Los precios del petróleo registraron un fuerte incremento en los mercados asiáticos este jueves, impulsados por un escenario de creciente incertidumbre geopolítica que ha impactado directamente al comercio energético internacional.
El crudo Brent superó los 126 dólares por barril, alcanzando su nivel más alto desde 2022, mientras que el West Texas Intermediate (WTI) se ubicó en 108,41 dólares, este repunte refleja una reacción inmediata de los mercados ante las tensiones en una de las rutas más estratégicas del suministro mundial de petróleo.
El aumento de los precios se produjo luego de que Estados Unidos advirtiera sobre la posibilidad de un bloqueo prolongado del estrecho de Ormuz, un punto clave por donde transita una parte significativa del petróleo global, esta advertencia ha intensificado la preocupación de inversionistas y analistas, debido al impacto que cualquier interrupción en esa vía tendría sobre la oferta internacional.

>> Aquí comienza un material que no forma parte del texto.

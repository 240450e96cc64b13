// SPDX-License-Identifier: Apache-2.0

//! Query trees for the requester federation engine.
//!
//! Trees are built with [`builder`], rendered canonically through `Display`
//! and routed by the root crate. Nothing in here is async.

pub mod builder;
pub mod crud;
pub mod element;
pub mod error;
pub mod value;

pub use builder::{call, field, func, try_field};
pub use crud::{Create, Crud, CrudKind, Delete, Join, Read, Update, Values};
pub use element::{Element, Expression, FuncName, Function, Param};
pub use error::{QueryError, QueryResult};
pub use value::Value;
use tokio::net::TcpListener;
use tracing_subscriber::EnvFilter;

#[tokio::main]
async fn main() -> Result<(), std::io::Error> {
    tracing_subscriber::fmt()
        .with_env_filter(EnvFilter::try_from_default_env().unwrap_or_else(|_| EnvFilter::new("info")))
        .init();

    let port = std::env::var("PORT").unwrap_or_else(|_| "3000".to_string());
    let addr = format!("127.0.0.1:{port}");
    let listener = TcpListener::bind(&addr).await?;
    tracing::info!(%addr, "mock notification service listening");
    mock_server::run(listener).await
}
//! Client configuration.
//!
//! Deserializable so a host application can embed it in its own settings
//! file. The library itself reads no environment variables.

use std::time::Duration;

use serde::Deserialize;

#[derive(Debug, Clone, Default, PartialEq, Eq, Deserialize)]
#[serde(default)]
pub struct ClientConfig {
    /// Base address of the notification service, e.g. `http://notifications:8080`.
    pub endpoint: Option<String>,

    /// Overall per-request timeout in milliseconds, handed to the transport.
    /// `None` or `0` leaves the transport's own behaviour in place.
    pub timeout_ms: Option<u64>,
}

impl ClientConfig {
    pub fn new(endpoint: impl Into<String>) -> Self {
        Self {
            endpoint: Some(endpoint.into()),
            timeout_ms: None,
        }
    }

    /// Sub-millisecond remainders round up so a non-zero timeout never
    /// collapses to zero.
    pub fn with_timeout(mut self, timeout: Duration) -> Self {
        let mut ms = u64::try_from(timeout.as_millis()).unwrap_or(u64::MAX);
        if ms == 0 && !timeout.is_zero() {
            ms = 1;
        }
        self.timeout_ms = Some(ms);
        self
    }

    /// A zero timeout would fail every request immediately, so it counts as
    /// unset.
    pub fn timeout(&self) -> Option<Duration> {
        self.timeout_ms.filter(|ms| *ms > 0).map(Duration::from_millis)
    }
}
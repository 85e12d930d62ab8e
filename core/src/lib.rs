//! Blocking client for a remote HTTP notification service.
//!
//! # Overview
//! Dispatches email sends, push-device registration, batch notifications,
//! pub/sub publication and recipient profile updates to the service, and
//! turns every outcome into either a decoded JSON value or an `ApiError`.
//!
//! # Design
//! - `NotificationClient` holds only the base address and a `Transport`.
//! - Each operation has a pure `build_*` method producing an `HttpRequest`
//!   and an executing method that runs it through the shared `send`.
//! - The `Transport` trait is the I/O seam. `UreqTransport` is the default;
//!   tests substitute in-memory transports.
//! - A 4xx/5xx reply becomes `ApiError::ServiceCall` with a JSON diagnostic
//!   of the whole exchange; any other transport fault becomes
//!   `ApiError::Transport` with a fixed message.

pub mod client;
pub mod config;
pub mod error;
pub mod http;
pub mod types;

pub use client::{parse_response, NotificationClient};
pub use config::ClientConfig;
pub use error::{ApiError, Diagnostic, RequestDetail, ResponseDetail};
pub use http::{HttpMethod, HttpRequest, HttpResponse, Transport, TransportError, UreqTransport};
pub use types::{EmailProfile, RecipientIdentity};
//! Error types for the notification client.
//!
//! # Design
//! Only a 4xx/5xx reply carries enough information to explain itself, so only
//! that case becomes `ServiceCall`, whose message is a JSON `Diagnostic`
//! describing both sides of the exchange. Connection failures, timeouts and
//! other transport faults become `Transport` with a fixed message. Both keep
//! the `TransportError` as their source.

use std::collections::BTreeMap;

use serde::{Deserialize, Serialize};
use thiserror::Error;

use crate::http::{HttpRequest, HttpResponse, TransportError};

/// Message carried by every diagnostic.
pub const SERVICE_CALL_MESSAGE: &str = "notification service call failed";

/// Errors returned by `NotificationClient`.
#[derive(Debug, Error)]
pub enum ApiError {
    /// The client was constructed without a base address.
    #[error("notification service endpoint is not configured")]
    Configuration,

    /// The service replied with a 4xx/5xx status. `diagnostic` is the
    /// serialized `Diagnostic` for the exchange.
    #[error("{diagnostic}")]
    ServiceCall {
        diagnostic: String,
        #[source]
        source: TransportError,
    },

    /// The request never produced a usable response.
    #[error("notification service request failed")]
    Transport {
        #[source]
        source: TransportError,
    },

    /// A request payload could not be encoded as JSON.
    #[error("serialization failed: {0}")]
    Serialization(#[source] serde_json::Error),

    /// A successful response body was not valid JSON.
    #[error("deserialization failed: {0}")]
    Deserialization(#[source] serde_json::Error),
}

impl ApiError {
    /// Normalize a transport failure.
    pub(crate) fn from_transport(err: TransportError) -> Self {
        let diagnostic = match &err {
            TransportError::Status { request, response } => {
                serde_json::to_string(&Diagnostic::new(request, response)).ok()
            }
            TransportError::Unclassified { .. } => None,
        };
        match diagnostic {
            Some(diagnostic) => ApiError::ServiceCall { diagnostic, source: err },
            None => ApiError::Transport { source: err },
        }
    }

    /// Parse the structured diagnostic of a `ServiceCall` error.
    pub fn diagnostic(&self) -> Option<Diagnostic> {
        match self {
            ApiError::ServiceCall { diagnostic, .. } => serde_json::from_str(diagnostic).ok(),
            _ => None,
        }
    }

    /// Status code of the failed reply, for `ServiceCall` errors.
    pub fn status(&self) -> Option<u16> {
        match self {
            ApiError::ServiceCall {
                source: TransportError::Status { response, .. },
                ..
            } => Some(response.status),
            _ => None,
        }
    }
}

/// Both sides of a failed exchange.
#[derive(Debug, Clone, PartialEq, Eq, Serialize, Deserialize)]
pub struct Diagnostic {
    pub message: String,
    pub request: RequestDetail,
    pub response: ResponseDetail,
}

#[derive(Debug, Clone, PartialEq, Eq, Serialize, Deserialize)]
pub struct RequestDetail {
    pub headers: BTreeMap<String, Vec<String>>,
    pub body: Option<String>,
}

#[derive(Debug, Clone, PartialEq, Eq, Serialize, Deserialize)]
pub struct ResponseDetail {
    pub headers: BTreeMap<String, Vec<String>>,
    pub body: String,
    pub status: u16,
}

impl Diagnostic {
    pub fn new(request: &HttpRequest, response: &HttpResponse) -> Self {
        Self {
            message: SERVICE_CALL_MESSAGE.to_string(),
            request: RequestDetail {
                headers: group_headers(&request.headers),
                body: request.body.clone(),
            },
            response: ResponseDetail {
                headers: group_headers(&response.headers),
                body: response.body.clone(),
                status: response.status,
            },
        }
    }
}

/// Repeated header names collect their values in arrival order.
fn group_headers(headers: &[(String, String)]) -> BTreeMap<String, Vec<String>> {
    let mut grouped: BTreeMap<String, Vec<String>> = BTreeMap::new();
    for (name, value) in headers {
        grouped.entry(name.clone()).or_default().push(value.clone());
    }
    grouped
}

Como resultado los mercados reaccionaron con una fuerte presión alcista, en medio de temores de escasez de suministro y aumento de la volatilidad en el sector energético, el comportamiento del crudo también refleja la sensibilidad del mercado ante cualquier señal de conflicto en regiones estratégicas para la producción y distribución de energía.
Analistas del sector advierten que de mantenerse las tensiones, los precios podrían seguir escalando en el corto plazo, lo que tendría efectos directos en los costos de transporte, producción y en la inflación global, mientras tanto los inversionistas permanecen atentos a cualquier desarrollo diplomático o militar que pueda influir en la estabilidad del mercado petrolero internacional.